Corresponding Author E-mail: firstname.lastname@example.org
To understand the role of a homeobox gene (MSX1) in South Indian non-Syndromic cleft palate patients. A cross sectional study was made of non-Syndromic cleft lip and palate patients. The study was conducted at an Orthodontic Department of a Post graduate teaching hospital. Twenty five patients (South Indian ) were included in the study,the inclusion criteria consisted of ,non-syndromic oral clefting, cl/p,and absence of a tooth or teeth ( partial tooth agenesis). Clinical examination Case Summary, and radiographic evidence of missing teeth were taken .Blood samples were taken after a written consent, and were collected in 1.5 ml polypropylene microfuge tubes , transferred to the genetic laboratory in a box of dry ice. Genomic DNA was isolated for all patients and controls and exon 1 site (MSX1) was sent for polymerase chain reaction amplification. The PCR (polymerase chain reaction) product was further sent for restriction enzyme analysis with 0.5 units of MboII. A Mutations search done in the exon 1 region of the MSX1 gene was reported in a study done by Vandenboogard et al.15, a dutch family showing non –syndromic oral facial cleft lip and palate , this research study was done to find if any mutation of a homeobox gene (MSX1 exon 1 region) could have been involved in the Indian non-syndromic oral clefting.

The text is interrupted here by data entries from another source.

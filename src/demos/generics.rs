//! Generics: type parameters with trait bounds, generic data structures,
//! and constraints spelled out with `where`.

use std::collections::HashMap;
use std::fmt::Display;
use std::hash::Hash;
use std::ops::Add;

/// Sums any values that can be added and start from a default.
pub fn sum<T>(values: &[T]) -> T
where
    T: Copy + Default + Add<Output = T>,
{
    values.iter().copied().fold(T::default(), |acc, v| acc + v)
}

pub fn map_keys<K: Clone + Ord, V>(m: &HashMap<K, V>) -> Vec<K> {
    let mut keys: Vec<K> = m.keys().cloned().collect();
    keys.sort();
    keys
}

pub fn index_of<T: PartialEq>(haystack: &[T], needle: &T) -> Option<usize> {
    haystack.iter().position(|x| x == needle)
}

pub fn frequencies<T: Eq + Hash + Clone>(items: &[T]) -> HashMap<T, usize> {
    let mut counts = HashMap::new();
    for item in items {
        *counts.entry(item.clone()).or_insert(0) += 1;
    }
    counts
}

/// A LIFO stack over any element type.
#[derive(Debug, Default)]
pub struct Stack<T> {
    items: Vec<T>,
}

impl<T> Stack<T> {
    pub fn new() -> Self {
        Self { items: Vec::new() }
    }

    pub fn push(&mut self, item: T) {
        self.items.push(item);
    }

    pub fn pop(&mut self) -> Option<T> {
        self.items.pop()
    }

    pub fn peek(&self) -> Option<&T> {
        self.items.last()
    }

    pub fn len(&self) -> usize {
        self.items.len()
    }

    pub fn is_empty(&self) -> bool {
        self.items.is_empty()
    }
}

// Methods only available when T can be displayed.
impl<T: Display> Stack<T> {
    pub fn render(&self) -> String {
        let parts: Vec<String> = self.items.iter().map(|i| i.to_string()).collect();
        format!("[{}>", parts.join(" "))
    }
}

#[derive(Debug, Clone, Copy, PartialEq)]
struct Pair<A, B> {
    first: A,
    second: B,
}

impl<A, B> Pair<A, B> {
    fn swap(self) -> Pair<B, A> {
        Pair {
            first: self.second,
            second: self.first,
        }
    }
}

pub fn run() {
    println!("=== Generics ===\n");

    println!("--- Generic functions ---");
    println!("sum of ints   = {}", sum(&[1, 2, 3, 4]));
    println!("sum of floats = {:.2}", sum(&[0.5, 1.25, 2.0]));
    println!("index_of(\"c\") = {:?}", index_of(&["a", "b", "c"], &"c"));

    let mut ages = HashMap::new();
    ages.insert("zed", 30);
    ages.insert("amy", 25);
    println!("sorted keys   = {:?}", map_keys(&ages));

    let freq = frequencies(&['a', 'b', 'a', 'c', 'a']);
    let mut freq: Vec<_> = freq.into_iter().collect();
    freq.sort();
    println!("frequencies   = {:?}", freq);

    println!("\n--- Generic types ---");
    let mut stack = Stack::new();
    for n in 1..=4 {
        stack.push(n * 10);
    }
    println!("stack {} (len {})", stack.render(), stack.len());
    println!("pop -> {:?}, peek -> {:?}", stack.pop(), stack.peek());

    let mut words: Stack<String> = Stack::new();
    words.push("generic".into());
    println!("Stack<String>: {}", words.render());

    let pair = Pair { first: 1, second: "one" };
    println!("{:?} swapped is {:?}", pair, pair.swap());

    println!("\n=== Key Points ===");
    println!("1. Bounds state what a type parameter must support");
    println!("2. Generic code is monomorphised: no runtime cost");
    println!("3. impl blocks can add methods only for some T");
}

#[cfg(test)]
mod tests {
    use super::*;

    #[test]
    fn test_sum_over_types() {
        assert_eq!(sum(&[1, 2, 3]), 6);
        assert_eq!(sum::<i64>(&[]), 0);
        assert!((sum(&[0.1f64, 0.2]) - 0.3).abs() < 1e-9);
    }

    #[test]
    fn test_stack_is_lifo() {
        let mut stack = Stack::new();
        assert!(stack.is_empty());
        stack.push('a');
        stack.push('b');
        assert_eq!(stack.peek(), Some(&'b'));
        assert_eq!(stack.pop(), Some('b'));
        assert_eq!(stack.pop(), Some('a'));
        assert_eq!(stack.pop(), None);
    }

    #[test]
    fn test_frequencies_and_index() {
        let counts = frequencies(&["x", "y", "x"]);
        assert_eq!(counts["x"], 2);
        assert_eq!(index_of(&[3, 4, 5], &5), Some(2));
        assert_eq!(index_of(&[3, 4, 5], &9), None);
    }
}
//! Authors and their books in an in-memory SQLite database.
//!
//! A deliberately thin model layer: plain structs, hand-written SQL, and a
//! statement counter so the demos can show how many round trips each
//! loading strategy costs.

use std::cell::{Cell, RefCell};
use std::collections::HashMap;

use rusqlite::{params, params_from_iter, Connection, OptionalExtension, Row};
use thiserror::Error;
use tracing::debug;

#[derive(Debug, Error)]
pub enum StoreError {
    #[error("sqlite: {0}")]
    Sqlite(#[from] rusqlite::Error),
    #[error("{entity} {id} not found")]
    NotFound { entity: &'static str, id: i64 },
}

#[derive(Debug, Clone, PartialEq)]
pub struct Author {
    pub id: i64,
    pub name: String,
    /// Empty until loaded with [`Store::load_books`] or a preloading query.
    pub books: Vec<Book>,
}

#[derive(Debug, Clone, PartialEq)]
pub struct Book {
    pub id: i64,
    pub author_id: i64,
    pub title: String,
    pub year: i32,
}

impl Book {
    fn from_row(row: &Row<'_>) -> rusqlite::Result<Self> {
        Ok(Book {
            id: row.get(0)?,
            author_id: row.get(1)?,
            title: row.get(2)?,
            year: row.get(3)?,
        })
    }
}

const SCHEMA: &str = "
    PRAGMA foreign_keys = ON;
    CREATE TABLE IF NOT EXISTS authors (
        id   INTEGER PRIMARY KEY AUTOINCREMENT,
        name TEXT NOT NULL UNIQUE
    );
    CREATE TABLE IF NOT EXISTS books (
        id        INTEGER PRIMARY KEY AUTOINCREMENT,
        author_id INTEGER NOT NULL REFERENCES authors(id) ON DELETE CASCADE,
        title     TEXT NOT NULL,
        year      INTEGER NOT NULL
    );
    CREATE INDEX IF NOT EXISTS idx_books_author ON books(author_id);
";

pub struct Store {
    conn: Connection,
    statements: Cell<usize>,
    last_sql: RefCell<String>,
}

impl Store {
    /// Opens a fresh in-memory database with the schema applied. The
    /// database disappears when the store is dropped.
    pub fn open_in_memory() -> Result<Self, StoreError> {
        let conn = Connection::open_in_memory()?;
        conn.execute_batch(SCHEMA)?;
        Ok(Self {
            conn,
            statements: Cell::new(0),
            last_sql: RefCell::new(String::new()),
        })
    }

    /// Number of statements executed since the last reset.
    pub fn statements(&self) -> usize {
        self.statements.get()
    }

    pub fn reset_statements(&self) {
        self.statements.set(0);
    }

    /// Text of the most recent counted statement.
    pub fn last_statement(&self) -> String {
        self.last_sql.borrow().clone()
    }

    fn count(&self, sql: &str) {
        self.statements.set(self.statements.get() + 1);
        *self.last_sql.borrow_mut() = sql.to_owned();
        debug!(n = self.statements.get(), sql, "statement");
    }

    pub fn create_author(&self, name: &str) -> Result<Author, StoreError> {
        let sql = "INSERT INTO authors (name) VALUES (?1)";
        self.count(sql);
        self.conn.execute(sql, params![name])?;
        Ok(Author {
            id: self.conn.last_insert_rowid(),
            name: name.to_string(),
            books: Vec::new(),
        })
    }

    pub fn create_book(&self, author_id: i64, title: &str, year: i32) -> Result<Book, StoreError> {
        let sql = "INSERT INTO books (author_id, title, year) VALUES (?1, ?2, ?3)";
        self.count(sql);
        self.conn.execute(sql, params![author_id, title, year])?;
        Ok(Book {
            id: self.conn.last_insert_rowid(),
            author_id,
            title: title.to_string(),
            year,
        })
    }

    /// Inserts an author and all books in one transaction.
    pub fn create_author_with_books(
        &mut self,
        name: &str,
        books: &[(&str, i32)],
    ) -> Result<Author, StoreError> {
        let tx = self.conn.transaction()?;
        tx.execute("INSERT INTO authors (name) VALUES (?1)", params![name])?;
        let author_id = tx.last_insert_rowid();
        let mut created = Vec::with_capacity(books.len());
        {
            let mut stmt = tx.prepare("INSERT INTO books (author_id, title, year) VALUES (?1, ?2, ?3)")?;
            for (title, year) in books {
                stmt.execute(params![author_id, title, year])?;
                created.push(Book {
                    id: tx.last_insert_rowid(),
                    author_id,
                    title: title.to_string(),
                    year: *year,
                });
            }
        }
        tx.commit()?;
        self.statements.set(self.statements.get() + 1 + books.len());
        Ok(Author {
            id: author_id,
            name: name.to_string(),
            books: created,
        })
    }

    /// Finds one author without their books.
    pub fn find_author(&self, id: i64) -> Result<Author, StoreError> {
        let sql = "SELECT id, name FROM authors WHERE id = ?1";
        self.count(sql);
        self.conn
            .query_row(sql, params![id], |row| {
                Ok(Author {
                    id: row.get(0)?,
                    name: row.get(1)?,
                    books: Vec::new(),
                })
            })
            .optional()?
            .ok_or(StoreError::NotFound { entity: "author", id })
    }

    /// All authors ordered by name, books not loaded.
    pub fn authors(&self) -> Result<Vec<Author>, StoreError> {
        let sql = "SELECT id, name FROM authors ORDER BY name";
        self.count(sql);
        let mut stmt = self.conn.prepare(sql)?;
        let rows = stmt.query_map([], |row| {
            Ok(Author {
                id: row.get(0)?,
                name: row.get(1)?,
                books: Vec::new(),
            })
        })?;
        Ok(rows.collect::<Result<Vec<_>, _>>()?)
    }

    pub fn books_by_author(&self, author_id: i64) -> Result<Vec<Book>, StoreError> {
        let sql = "SELECT id, author_id, title, year FROM books WHERE author_id = ?1 ORDER BY year, id";
        self.count(sql);
        let mut stmt = self.conn.prepare(sql)?;
        let rows = stmt.query_map(params![author_id], Book::from_row)?;
        Ok(rows.collect::<Result<Vec<_>, _>>()?)
    }

    /// Lazy loading: one extra query per author (the N+1 pattern).
    pub fn load_books(&self, authors: &mut [Author]) -> Result<(), StoreError> {
        for author in authors.iter_mut() {
            author.books = self.books_by_author(author.id)?;
        }
        Ok(())
    }

    /// Preloading: all books for all given authors in a single `IN` query.
    pub fn preload_books(&self, authors: &mut [Author]) -> Result<(), StoreError> {
        self.preload_books_where(authors, None)
    }

    fn preload_books_where(&self, authors: &mut [Author], min_year: Option<i32>) -> Result<(), StoreError> {
        if authors.is_empty() {
            return Ok(());
        }
        let placeholders = vec!["?"; authors.len()].join(", ");
        let year_filter = if min_year.is_some() { " AND year >= ?" } else { "" };
        let sql = format!(
            "SELECT id, author_id, title, year FROM books \
             WHERE author_id IN ({placeholders}){year_filter} ORDER BY year, id"
        );
        self.count(&sql);

        let bound = authors.iter().map(|a| a.id).chain(min_year.map(i64::from));
        let mut stmt = self.conn.prepare(&sql)?;
        let rows = stmt.query_map(params_from_iter(bound), Book::from_row)?;

        let mut by_author: HashMap<i64, Vec<Book>> = HashMap::new();
        for book in rows {
            let book = book?;
            by_author.entry(book.author_id).or_default().push(book);
        }
        for author in authors.iter_mut() {
            author.books = by_author.remove(&author.id).unwrap_or_default();
        }
        Ok(())
    }

    /// `authors()` followed by `preload_books()`: always two statements.
    pub fn authors_with_books(&self) -> Result<Vec<Author>, StoreError> {
        let mut authors = self.authors()?;
        self.preload_books(&mut authors)?;
        Ok(authors)
    }

    /// Authors with only books from `min_year` on preloaded. The filter runs
    /// in SQL; authors without matching books keep an empty list.
    pub fn authors_with_books_since(&self, min_year: i32) -> Result<Vec<Author>, StoreError> {
        let mut authors = self.authors()?;
        self.preload_books_where(&mut authors, Some(min_year))?;
        Ok(authors)
    }

    pub fn rename_book(&self, id: i64, title: &str) -> Result<(), StoreError> {
        let sql = "UPDATE books SET title = ?1 WHERE id = ?2";
        self.count(sql);
        match self.conn.execute(sql, params![title, id])? {
            0 => Err(StoreError::NotFound { entity: "book", id }),
            _ => Ok(()),
        }
    }

    /// Deletes an author; their books go with them (`ON DELETE CASCADE`).
    pub fn delete_author(&self, id: i64) -> Result<(), StoreError> {
        let sql = "DELETE FROM authors WHERE id = ?1";
        self.count(sql);
        match self.conn.execute(sql, params![id])? {
            0 => Err(StoreError::NotFound { entity: "author", id }),
            _ => Ok(()),
        }
    }

    pub fn book_count(&self) -> Result<i64, StoreError> {
        let sql = "SELECT COUNT(*) FROM books";
        self.count(sql);
        Ok(self.conn.query_row(sql, [], |row| row.get(0))?)
    }
}

/// Authors and books used by the data-layer demos.
pub fn seed(store: &Store) -> Result<(), StoreError> {
    let catalogue: [(&str, &[(&str, i32)]); 3] = [
        (
            "Ursula K. Le Guin",
            &[("A Wizard of Earthsea", 1968), ("The Dispossessed", 1974)],
        ),
        (
            "Octavia E. Butler",
            &[("Kindred", 1979), ("Parable of the Sower", 1993), ("Fledgling", 2005)],
        ),
        ("Iain M. Banks", &[("Consider Phlebas", 1987)]),
    ];
    for (name, books) in catalogue {
        let author = store.create_author(name)?;
        for (title, year) in books {
            store.create_book(author.id, title, *year)?;
        }
    }
    Ok(())
}
//! Middleware chains: a request logger, panic recovery, a request-id
//! header, and a group-only API key check.

use std::any::Any;
use std::sync::atomic::{AtomicU64, Ordering};
use std::sync::Arc;
use std::time::Instant;

use axum::extract::{Request, State};
use axum::http::{HeaderValue, StatusCode};
use axum::middleware::{self, Next};
use axum::response::Response;
use axum::routing::get;
use axum::{Extension, Router};
use tower_http::catch_panic::CatchPanicLayer;
use tracing::{info, warn};

use super::panic_recover::{payload_message, ExpectedPanics};
use crate::web;

const REQUEST_ID: &str = "x-request-id";
const API_KEY: &str = "x-api-key";
const API_KEY_VALUE: &str = "let-me-in";
const PANIC_MESSAGE: &str = "something went badly wrong";

#[derive(Debug, Clone)]
struct RequestId(String);

/// Logs method, path, status and latency once the rest of the chain returns.
async fn logger(req: Request, next: Next) -> Response {
    let started = Instant::now();
    let method = req.method().clone();
    let path = req.uri().path().to_string();
    let reply = next.run(req).await;
    info!(%method, %path, status = reply.status().as_u16(), elapsed = ?started.elapsed(), "request");
    println!("  [logger] {method} {path} -> {}", reply.status().as_u16());
    reply
}

/// Turns a panicking handler into a 500 reply.
fn on_panic(payload: Box<dyn Any + Send + 'static>) -> Response {
    let msg = payload_message(&*payload);
    warn!(panic = %msg, "handler panicked");
    println!("  [recovery] caught panic: {msg}");
    web::error(StatusCode::INTERNAL_SERVER_ERROR, "internal server error")
}

/// Reuses the caller's `x-request-id` or assigns a new one, and echoes it
/// on the response.
async fn request_id(State(counter): State<Arc<AtomicU64>>, mut req: Request, next: Next) -> Response {
    let given = req
        .headers()
        .get(REQUEST_ID)
        .and_then(|v| v.to_str().ok())
        .filter(|id| !id.is_empty())
        .map(str::to_string);
    let id = given.unwrap_or_else(|| format!("req-{}", counter.fetch_add(1, Ordering::SeqCst) + 1));

    req.extensions_mut().insert(RequestId(id.clone()));
    let mut reply = next.run(req).await;
    if let Ok(value) = HeaderValue::from_str(&id) {
        reply.headers_mut().insert(REQUEST_ID, value);
    }
    reply
}

async fn api_key(req: Request, next: Next) -> Response {
    let key = req.headers().get(API_KEY).and_then(|v| v.to_str().ok());
    if key == Some(API_KEY_VALUE) {
        next.run(req).await
    } else {
        web::error(StatusCode::UNAUTHORIZED, "missing or wrong api key")
    }
}

async fn hello(Extension(RequestId(id)): Extension<RequestId>) -> String {
    format!("hello, request {id}")
}

async fn explode() -> &'static str {
    panic!("{PANIC_MESSAGE}")
}

fn build_router() -> Router {
    let admin = Router::new()
        .route("/stats", get(|| async { "42 requests served" }))
        .route_layer(middleware::from_fn(api_key));

    // The last layer added runs first: logger -> recovery -> request-id.
    Router::new()
        .route("/hello", get(hello))
        .route("/panic", get(explode))
        .nest("/admin", admin)
        .layer(middleware::from_fn_with_state(Arc::new(AtomicU64::new(0)), request_id))
        .layer(CatchPanicLayer::custom(on_panic))
        .layer(middleware::from_fn(logger))
}

async fn exercise(router: Router) -> Result<(), Box<dyn std::error::Error>> {
    let server = web::spawn(router).await?;
    let http = web::client()?;

    let requests: [(&str, &[(&str, &str)]); 5] = [
        ("/hello", &[]),
        ("/hello", &[(REQUEST_ID, "client-chosen-id")]),
        ("/panic", &[]),
        ("/admin/stats", &[]),
        ("/admin/stats", &[(API_KEY, API_KEY_VALUE)]),
    ];

    for (path, headers) in requests {
        let mut request = http.get(server.url(path));
        for (name, value) in headers {
            request = request.header(*name, *value);
        }
        let response = request.send().await?;
        let status = response.status().as_u16();
        let id = response
            .headers()
            .get(REQUEST_ID)
            .and_then(|v| v.to_str().ok())
            .unwrap_or("-")
            .to_string();
        let body = response.text().await?;
        println!("  GET {path:<14} -> {status} id={id} {body}\n");
    }

    server.shutdown().await?;
    Ok(())
}

pub fn run() {
    println!("=== Middleware ===\n");

    let router = build_router();
    println!("--- Chain: logger -> recovery -> request-id -> handler ---\n");

    let result = {
        // Only the /panic route's panic is kept off stderr.
        let _quiet = ExpectedPanics::new(&[PANIC_MESSAGE]);
        web::runtime()
            .map_err(Into::into)
            .and_then(|rt| rt.block_on(exercise(router)))
    };

    if let Err(err) = result {
        println!("error: {err}");
        return;
    }

    println!("=== Key Points ===");
    println!("1. Each middleware decides whether and when to call next");
    println!("2. Code after next.run sees the finished reply");
    println!("3. Layers on a nested router only wrap the routes inside it");
}

#[cfg(test)]
mod tests {
    use super::*;
    use axum::body::Body;
    use tower::ServiceExt;

    fn get_request(path: &str, header: Option<(&'static str, &'static str)>) -> axum::http::Request<Body> {
        let mut builder = axum::http::Request::builder().uri(path);
        if let Some((name, value)) = header {
            builder = builder.header(name, value);
        }
        builder.body(Body::empty()).unwrap()
    }

    #[tokio::test]
    async fn test_request_id_assigned_and_echoed() {
        let router = build_router();
        let first = router.clone().oneshot(get_request("/hello", None)).await.unwrap();
        let given = router
            .oneshot(get_request("/hello", Some((REQUEST_ID, "abc"))))
            .await
            .unwrap();

        assert_eq!(first.headers()[REQUEST_ID], "req-1");
        assert_eq!(given.headers()[REQUEST_ID], "abc");
    }

    #[tokio::test]
    async fn test_panicking_handler_becomes_500() {
        let reply = build_router().oneshot(get_request("/panic", None)).await.unwrap();
        assert_eq!(reply.status(), StatusCode::INTERNAL_SERVER_ERROR);
        // request-id runs inside recovery, so the panic unwound past it.
        assert!(reply.headers().get(REQUEST_ID).is_none());
    }

    #[tokio::test]
    async fn test_api_key_only_guards_group() {
        let router = build_router();
        let status = |req: axum::http::Request<Body>| {
            let router = router.clone();
            async move { router.oneshot(req).await.unwrap().status() }
        };

        assert_eq!(status(get_request("/admin/stats", None)).await, StatusCode::UNAUTHORIZED);
        assert_eq!(
            status(get_request("/admin/stats", Some((API_KEY, API_KEY_VALUE)))).await,
            StatusCode::OK
        );
        assert_eq!(status(get_request("/hello", None)).await, StatusCode::OK);
    }
}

There was a perfect digestion of the enzyme, thus confirming that there was a absence of mutation in all the patient samples. Conclusion: The finding of absence of mutation in all the selected patient samples correlated with those reported for a predominately Caucasian population (Lidral et al.,1998),but they not correrate with those reported from a study of a Dutch Family(vanden Boogerd et al., 2000).The findings from this study are very significant as they establish that a mutation of MSX1 gene could have a diverse genetic involvement .As this study was done in the coding region of the selected gene it can be further expanded to include all the non-coding regions.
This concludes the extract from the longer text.